A class of immune cells called innate lymphoid cells (ILCs) mediates the body’s initial defense against tuberculosis (TB), according to a report published in Nature and reported by the National Institutes of Health, which supported the research. Boosting this response may provide a new approach to developing treatments and vaccines against TB, which causes more deaths worldwide than any other single infectious disease.
Identified only in the past decade, ILCs can initiate quick, nonspecific responses against pathogens and mount protective immune responses directed against specific pathogens. In this study, NIH says researchers observed that among people who were infected with Mycobacterium tuberculosis (Mtb), the bacterium that causes TB, a subset of ILCs moved from the blood to the lungs, where TB infections frequently take hold.
Investigators also tracked the activity of ILCs in several animal models. In mice with intact immune systems, ILCs homed to infected lung tissue and used messenger molecules to recruit the scavenger cells of the immune system, macrophages (link is external), to form protective granulomas, or small areas of inflammation, to suppress the infection. Mice without functioning ILCs, however, had low levels of macrophages in lung tissue and poor immune control over their TB. The human and animal data led investigators to conclude that ILCs play an early, pivotal and previously unappreciated role in TB immunity.

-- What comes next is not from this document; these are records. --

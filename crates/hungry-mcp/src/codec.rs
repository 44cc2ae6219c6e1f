//! Line protocol codec.
//!
//! Workers speak JSON-RPC 2.0 over stdin/stdout, one JSON object per line.
//! They also tend to print log output on stdout; such lines are recognized by
//! their leading level token and skipped, as is anything that does not decode.

use serde::{Deserialize, Serialize};
use serde_json::Value;

/// Protocol version tag written on every outgoing message.
pub const JSONRPC_VERSION: &str = "2.0";

/// Error code used when a worker reports an error without one.
pub const SERVER_ERROR: i64 = -32000;

const NOISE_PREFIXES: [&str; 5] = ["INFO", "WARNING", "WARN", "ERROR", "DEBUG"];

/// Error object of a JSON-RPC response.
#[derive(Debug, Clone, PartialEq, Serialize, Deserialize)]
pub struct RpcError {
    #[serde(default = "server_error")]
    pub code: i64,
    #[serde(default)]
    pub message: String,
    #[serde(default, skip_serializing_if = "Option::is_none")]
    pub data: Option<Value>,
}

impl RpcError {
    pub fn new(code: i64, message: impl Into<String>) -> Self {
        Self {
            code,
            message: message.into(),
            data: None,
        }
    }
}

fn server_error() -> i64 {
    SERVER_ERROR
}

/// Workers are not consistent about the error shape. Anything in the error
/// slot still fails the request it answers.
#[derive(Deserialize)]
#[serde(untagged)]
enum RawError {
    Structured(RpcError),
    Text(String),
    Other(Value),
}

impl From<RawError> for RpcError {
    fn from(raw: RawError) -> Self {
        match raw {
            RawError::Structured(e) => e,
            RawError::Text(message) => RpcError::new(SERVER_ERROR, message),
            RawError::Other(value) => RpcError {
                data: Some(value.clone()),
                ..RpcError::new(SERVER_ERROR, value.to_string())
            },
        }
    }
}

/// A protocol message, in either direction.
#[derive(Debug, Clone, PartialEq)]
pub enum Message {
    /// Call expecting a response with the same id.
    Request {
        id: u64,
        method: String,
        params: Value,
    },

    /// Fire-and-forget call.
    Notification { method: String, params: Value },

    /// Answer to the request carrying `id`.
    Response {
        id: u64,
        outcome: Result<Value, RpcError>,
    },
}

impl Message {
    /// Create a request.
    pub fn request(id: u64, method: impl Into<String>, params: Value) -> Self {
        Self::Request {
            id,
            method: method.into(),
            params,
        }
    }

    /// Create a notification.
    pub fn notification(method: impl Into<String>, params: Value) -> Self {
        Self::Notification {
            method: method.into(),
            params,
        }
    }

    /// Request or response id, if the message carries one.
    pub fn id(&self) -> Option<u64> {
        match self {
            Self::Request { id, .. } | Self::Response { id, .. } => Some(*id),
            Self::Notification { .. } => None,
        }
    }

    /// Encode as a single newline-terminated line.
    pub fn encode(&self) -> Result<String, serde_json::Error> {
        let wire = match self {
            Self::Request { id, method, params } => WireOut {
                id: Some(*id),
                method: Some(method),
                params: Some(params),
                ..WireOut::default()
            },
            Self::Notification { method, params } => WireOut {
                method: Some(method),
                params: Some(params),
                ..WireOut::default()
            },
            Self::Response { id, outcome } => match outcome {
                Ok(result) => WireOut {
                    id: Some(*id),
                    result: Some(result),
                    ..WireOut::default()
                },
                Err(error) => WireOut {
                    id: Some(*id),
                    error: Some(error),
                    ..WireOut::default()
                },
            },
        };
        let mut line = serde_json::to_string(&wire)?;
        line.push('\n');
        Ok(line)
    }
}

#[derive(Serialize)]
struct WireOut<'a> {
    jsonrpc: &'static str,
    #[serde(skip_serializing_if = "Option::is_none")]
    id: Option<u64>,
    #[serde(skip_serializing_if = "Option::is_none")]
    method: Option<&'a str>,
    #[serde(skip_serializing_if = "Option::is_none")]
    params: Option<&'a Value>,
    #[serde(skip_serializing_if = "Option::is_none")]
    result: Option<&'a Value>,
    #[serde(skip_serializing_if = "Option::is_none")]
    error: Option<&'a RpcError>,
}

impl Default for WireOut<'_> {
    fn default() -> Self {
        Self {
            jsonrpc: JSONRPC_VERSION,
            id: None,
            method: None,
            params: None,
            result: None,
            error: None,
        }
    }
}

#[derive(Deserialize)]
struct WireIn {
    #[serde(default)]
    id: Option<Value>,
    #[serde(default)]
    method: Option<String>,
    #[serde(default, alias = "arguments")]
    params: Option<Value>,
    #[serde(default)]
    result: Option<Value>,
    #[serde(default)]
    error: Option<RawError>,
}

/// Outcome of decoding one line of worker output.
#[derive(Debug, Clone, PartialEq)]
pub enum Frame {
    Message(Message),
    /// Blank line or log output.
    Noise,
    /// Not a protocol message; carries the reason.
    Invalid(String),
}

/// Returns true for lines that are log output rather than protocol messages.
pub fn is_noise(line: &str) -> bool {
    let line = line.trim();
    line.is_empty() || NOISE_PREFIXES.iter().any(|prefix| line.starts_with(prefix))
}

/// Decode one line of worker output.
pub fn decode_line(line: &str) -> Frame {
    let trimmed = line.trim();
    if is_noise(trimmed) {
        return Frame::Noise;
    }

    let wire: WireIn = match serde_json::from_str(trimmed) {
        Ok(wire) => wire,
        Err(e) => return Frame::Invalid(e.to_string()),
    };

    let params = wire.params.unwrap_or(Value::Null);
    let id = wire.id.as_ref().map(parse_id);

    match (wire.method, id) {
        (Some(method), None) => Frame::Message(Message::Notification { method, params }),
        (Some(method), Some(Some(id))) => Frame::Message(Message::Request { id, method, params }),
        (None, Some(Some(id))) => {
            let outcome = match wire.error {
                Some(error) => Err(error.into()),
                None => Ok(wire.result.unwrap_or(Value::Null)),
            };
            Frame::Message(Message::Response { id, outcome })
        }
        (_, Some(None)) => Frame::Invalid("unsupported message id".to_string()),
        (None, None) => Frame::Invalid("message has neither id nor method".to_string()),
    }
}

fn parse_id(value: &Value) -> Option<u64> {
    match value {
        Value::Number(n) => n.as_u64(),
        Value::String(s) => s.parse().ok(),
        _ => None,
    }
}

Increasingly, Mtb is resistant to conventional antibiotic treatments. While the Bacille Calmette-Guerin (BCG) vaccine can prevent Mtb infection in infants and young children, no vaccine is approved to prevent TB in older children and adults. Because ILCs seem to protect early in TB disease, investigators suggest that probing the newly described pathway may yield novel approaches to TB treatment and prevention.